§ **About this task**
Reproduce the material that follows, keeping every line exactly as it is.

§ **Material provided**
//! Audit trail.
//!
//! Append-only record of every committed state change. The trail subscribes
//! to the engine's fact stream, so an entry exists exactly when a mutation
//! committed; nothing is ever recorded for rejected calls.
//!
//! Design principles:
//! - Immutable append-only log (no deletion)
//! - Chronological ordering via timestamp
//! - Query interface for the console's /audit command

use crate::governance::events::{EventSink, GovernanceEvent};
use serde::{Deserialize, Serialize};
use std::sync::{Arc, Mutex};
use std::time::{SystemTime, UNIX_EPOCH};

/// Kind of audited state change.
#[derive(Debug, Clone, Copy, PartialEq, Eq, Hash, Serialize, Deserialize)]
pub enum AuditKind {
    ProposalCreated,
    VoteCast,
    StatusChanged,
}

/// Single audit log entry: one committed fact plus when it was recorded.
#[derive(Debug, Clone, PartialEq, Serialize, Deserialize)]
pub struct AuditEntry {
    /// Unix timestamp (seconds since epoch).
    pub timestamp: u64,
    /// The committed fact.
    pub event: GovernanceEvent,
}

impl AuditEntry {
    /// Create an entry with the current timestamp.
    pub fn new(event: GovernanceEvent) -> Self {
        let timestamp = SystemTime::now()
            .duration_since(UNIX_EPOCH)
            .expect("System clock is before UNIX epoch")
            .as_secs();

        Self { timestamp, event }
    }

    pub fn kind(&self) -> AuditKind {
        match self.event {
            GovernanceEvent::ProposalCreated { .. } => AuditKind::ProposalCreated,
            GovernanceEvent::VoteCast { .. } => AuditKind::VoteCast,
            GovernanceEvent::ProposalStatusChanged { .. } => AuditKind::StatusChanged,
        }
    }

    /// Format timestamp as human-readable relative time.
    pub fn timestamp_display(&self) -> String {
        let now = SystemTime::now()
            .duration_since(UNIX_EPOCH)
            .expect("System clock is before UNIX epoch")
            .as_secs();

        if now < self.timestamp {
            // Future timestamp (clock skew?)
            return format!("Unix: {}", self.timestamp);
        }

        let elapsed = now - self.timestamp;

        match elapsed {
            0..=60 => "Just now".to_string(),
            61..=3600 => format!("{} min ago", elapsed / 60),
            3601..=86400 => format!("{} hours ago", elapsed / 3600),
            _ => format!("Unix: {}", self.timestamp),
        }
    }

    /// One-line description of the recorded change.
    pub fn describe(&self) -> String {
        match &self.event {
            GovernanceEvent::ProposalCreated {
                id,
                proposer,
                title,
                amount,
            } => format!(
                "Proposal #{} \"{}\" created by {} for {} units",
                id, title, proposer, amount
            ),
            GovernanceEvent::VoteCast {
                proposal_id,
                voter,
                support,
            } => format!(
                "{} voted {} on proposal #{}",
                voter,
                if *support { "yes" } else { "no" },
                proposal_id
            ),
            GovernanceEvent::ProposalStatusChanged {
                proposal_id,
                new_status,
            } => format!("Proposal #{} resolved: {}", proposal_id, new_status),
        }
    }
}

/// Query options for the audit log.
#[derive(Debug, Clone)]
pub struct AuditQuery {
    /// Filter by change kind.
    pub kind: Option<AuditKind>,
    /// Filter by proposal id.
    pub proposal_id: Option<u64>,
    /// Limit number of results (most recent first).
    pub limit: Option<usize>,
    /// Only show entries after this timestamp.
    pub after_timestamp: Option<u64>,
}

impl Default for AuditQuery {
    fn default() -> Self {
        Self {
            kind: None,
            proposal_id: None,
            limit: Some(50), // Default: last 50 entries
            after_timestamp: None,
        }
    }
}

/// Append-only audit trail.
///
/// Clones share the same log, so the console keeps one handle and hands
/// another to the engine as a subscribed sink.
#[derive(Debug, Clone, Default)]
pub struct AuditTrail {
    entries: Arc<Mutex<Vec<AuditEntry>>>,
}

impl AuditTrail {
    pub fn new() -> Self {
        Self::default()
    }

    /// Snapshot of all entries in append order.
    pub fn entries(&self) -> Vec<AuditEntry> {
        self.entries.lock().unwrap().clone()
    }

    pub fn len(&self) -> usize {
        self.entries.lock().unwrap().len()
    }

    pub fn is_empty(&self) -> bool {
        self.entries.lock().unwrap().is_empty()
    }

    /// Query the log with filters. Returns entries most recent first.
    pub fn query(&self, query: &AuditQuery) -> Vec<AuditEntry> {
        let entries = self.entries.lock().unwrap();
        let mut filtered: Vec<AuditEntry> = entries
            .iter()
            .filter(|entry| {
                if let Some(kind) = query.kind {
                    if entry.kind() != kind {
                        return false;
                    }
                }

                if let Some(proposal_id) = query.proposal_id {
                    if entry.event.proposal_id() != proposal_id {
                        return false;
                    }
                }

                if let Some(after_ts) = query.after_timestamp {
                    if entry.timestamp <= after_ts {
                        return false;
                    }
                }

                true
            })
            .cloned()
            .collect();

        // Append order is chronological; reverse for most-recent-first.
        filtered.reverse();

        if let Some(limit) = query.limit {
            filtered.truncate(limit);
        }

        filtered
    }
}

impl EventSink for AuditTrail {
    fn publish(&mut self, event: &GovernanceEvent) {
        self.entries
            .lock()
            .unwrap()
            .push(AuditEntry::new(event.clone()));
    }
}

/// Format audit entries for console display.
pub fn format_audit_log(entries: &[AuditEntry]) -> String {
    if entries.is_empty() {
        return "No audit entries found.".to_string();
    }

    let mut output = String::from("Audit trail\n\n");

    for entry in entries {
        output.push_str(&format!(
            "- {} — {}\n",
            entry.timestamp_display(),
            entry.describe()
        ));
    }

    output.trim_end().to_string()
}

§ **Answer section**
//! Audit trail.
//!
//! Append-only record of every committed state change. The trail subscribes
//! to the engine's fact stream, so an entry exists exactly when a mutation
//! committed; nothing is ever recorded for rejected calls.
//!
//! Design principles:
//! - Immutable append-only log (no deletion)
//! - Chronological ordering via timestamp
//! - Query interface for the console's /audit command

use crate::governance::events::{EventSink, GovernanceEvent};
use serde::{Deserialize, Serialize};
use std::sync::{Arc, Mutex};
use std::time::{SystemTime, UNIX_EPOCH};

/// Kind of audited state change.
#[derive(Debug, Clone, Copy, PartialEq, Eq, Hash, Serialize, Deserialize)]
pub enum AuditKind {
    ProposalCreated,
    VoteCast,
    StatusChanged,
}

/// Single audit log entry: one committed fact plus when it was recorded.
#[derive(Debug, Clone, PartialEq, Serialize, Deserialize)]
pub struct AuditEntry {
    /// Unix timestamp (seconds since epoch).
    pub timestamp: u64,
    /// The committed fact.
    pub event: GovernanceEvent,
}

impl AuditEntry {
    /// Create an entry with the current timestamp.
    pub fn new(event: GovernanceEvent) -> Self {
        let timestamp = SystemTime::now()
            .duration_since(UNIX_EPOCH)
            .expect("System clock is before UNIX epoch")
            .as_secs();

        Self { timestamp, event }
    }

    pub fn kind(&self) -> AuditKind {
        match self.event {
            GovernanceEvent::ProposalCreated { .. } => AuditKind::ProposalCreated,
            GovernanceEvent::VoteCast { .. } => AuditKind::VoteCast,
            GovernanceEvent::ProposalStatusChanged { .. } => AuditKind::StatusChanged,
        }
    }

    /// Format timestamp as human-readable relative time.
    pub fn timestamp_display(&self) -> String {
        let now = SystemTime::now()
            .duration_since(UNIX_EPOCH)
            .expect("System clock is before UNIX epoch")
            .as_secs();

        if now < self.timestamp {
            // Future timestamp (clock skew?)
            return format!("Unix: {}", self.timestamp);
        }

        let elapsed = now - self.timestamp;

        match elapsed {
            0..=60 => "Just now".to_string(),
            61..=3600 => format!("{} min ago", elapsed / 60),
            3601..=86400 => format!("{} hours ago", elapsed / 3600),
            _ => format!("Unix: {}", self.timestamp),
        }
    }

    /// One-line description of the recorded change.
    pub fn describe(&self) -> String {
        match &self.event {
            GovernanceEvent::ProposalCreated {
                id,
                proposer,
                title,
                amount,
            } => format!(
                "Proposal #{} \"{}\" created by {} for {} units",
                id, title, proposer, amount
            ),
            GovernanceEvent::VoteCast {
                proposal_id,
                voter,
                support,
            } => format!(
                "{} voted {} on proposal #{}",
                voter,
                if *support { "yes" } else { "no" },
                proposal_id
            ),
            GovernanceEvent::ProposalStatusChanged {
                proposal_id,
                new_status,
            } => format!("Proposal #{} resolved: {}", proposal_id, new_status),
        }
    }
}

/// Query options for the audit log.
#[derive(Debug, Clone)]
pub struct AuditQuery {
    /// Filter by change kind.
    pub kind: Option<AuditKind>,
    /// Filter by proposal id.
    pub proposal_id: Option<u64>,
    /// Limit number of results (most recent first).
    pub limit: Option<usize>,
    /// Only show entries after this timestamp.
    pub after_timestamp: Option<u64>,
}

impl Default for AuditQuery {
    fn default() -> Self {
        Self {
            kind: None,
            proposal_id: None,
            limit: Some(50), // Default: last 50 entries
            after_timestamp: None,
        }
    }
}

/// Append-only audit trail.
///
/// Clones share the same log, so the console keeps one handle and hands
/// another to the engine as a subscribed sink.
#[derive(Debug, Clone, Default)]
pub struct AuditTrail {
    entries: Arc<Mutex<Vec<AuditEntry>>>,
}

impl AuditTrail {
    pub fn new() -> Self {
        Self::default()
    }

    /// Snapshot of all entries in append order.
    pub fn entries(&self) -> Vec<AuditEntry> {
        self.entries.lock().unwrap().clone()
    }

    pub fn len(&self) -> usize {
        self.entries.lock().unwrap().len()
    }

    pub fn is_empty(&self) -> bool {
        self.entries.lock().unwrap().is_empty()
    }

    /// Query the log with filters. Returns entries most recent first.
    pub fn query(&self, query: &AuditQuery) -> Vec<AuditEntry> {
        let entries = self.entries.lock().unwrap();
        let mut filtered: Vec<AuditEntry> = entries
            .iter()
            .filter(|entry| {
                if let Some(kind) = query.kind {
                    if entry.kind() != kind {
                        return false;
                    }
                }

                if let Some(proposal_id) = query.proposal_id {
                    if entry.event.proposal_id() != proposal_id {
                        return false;
                    }
                }

                if let Some(after_ts) = query.after_timestamp {
                    if entry.timestamp <= after_ts {
                        return false;
                    }
                }

                true
            })
            .cloned()
            .collect();

        // Append order is chronological; reverse for most-recent-first.
        filtered.reverse();

        if let Some(limit) = query.limit {
            filtered.truncate(limit);
        }

        filtered
    }
}

impl EventSink for AuditTrail {
    fn publish(&mut self, event: &GovernanceEvent) {
        self.entries
            .lock()
            .unwrap()
            .push(AuditEntry::new(event.clone()));
    }
}

/// Format audit entries for console display.
pub fn format_audit_log(entries: &[AuditEntry]) -> String {
    if entries.is_empty() {
        return "No audit entries found.".to_string();
    }

    let mut output = String::from("Audit trail\n\n");

    for entry in entries {
        output.push_str(&format!(
            "- {} — {}\n",
            entry.timestamp_display(),
            entry.describe()
        ));
    }

    output.trim_end().to_string()
}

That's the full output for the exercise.